## [INPUT RECORDS]
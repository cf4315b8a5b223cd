/// K-sortable identifiers
///
/// 27-character base62 KSUIDs: a seconds timestamp followed by 16 random
/// bytes, so string order follows creation order at one-second resolution.
use svix_ksuid::{Ksuid, KsuidLike};

/// Generate a new identifier for the current instant
pub fn new_id() -> String {
    Ksuid::new(None, None).to_string()
}

#[cfg(test)]
mod tests {
    use super::*;

    #[test]
    fn test_new_id_shape() {
        let id = new_id();
        assert_eq!(id.len(), 27);
        assert!(id.bytes().all(|b| b.is_ascii_alphanumeric()));
    }

    #[test]
    fn test_new_id_parses_back() {
        let id = new_id();
        let parsed: Ksuid = id.parse().unwrap();
        assert_eq!(parsed.to_string(), id);
    }

    #[test]
    fn test_ids_are_distinct() {
        assert_ne!(new_id(), new_id());
    }
}
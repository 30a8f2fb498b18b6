//! 文档编解码
//!
//! | 类型 | 扩展名 | 说明 |
//! |------|--------|------|
//! | [`YamlCodec`] | `yaml` | 默认格式 |
//! | [`JsonCodec`] | `json` | 便于与其他系统交换 |

mod json;
mod yaml;

pub use json::JsonCodec;
pub use yaml::YamlCodec;

use crate::document::FormDefinition;
use crate::error::CodecError;

/// 文档与字节之间的转换接口
pub trait DocumentCodec: Send + Sync {
    /// 规范扩展名（不带点）
    fn extension(&self) -> &str;

    fn decode(&self, bytes: &[u8]) -> Result<FormDefinition, CodecError>;

    fn encode(&self, form: &FormDefinition) -> Result<Vec<u8>, CodecError>;
}

fn decode_error(message: impl ToString) -> CodecError {
    CodecError::Decode {
        path: None,
        message: message.to_string(),
    }
}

## [YOUR OBJECTIVE]
Among the lines of the listing above, which ones hold "Result"? Copy them.

## [EXERCISE SOLUTION]
    fn decode(&self, bytes: &[u8]) -> Result<FormDefinition, CodecError>;
    fn encode(&self, form: &FormDefinition) -> Result<Vec<u8>, CodecError>;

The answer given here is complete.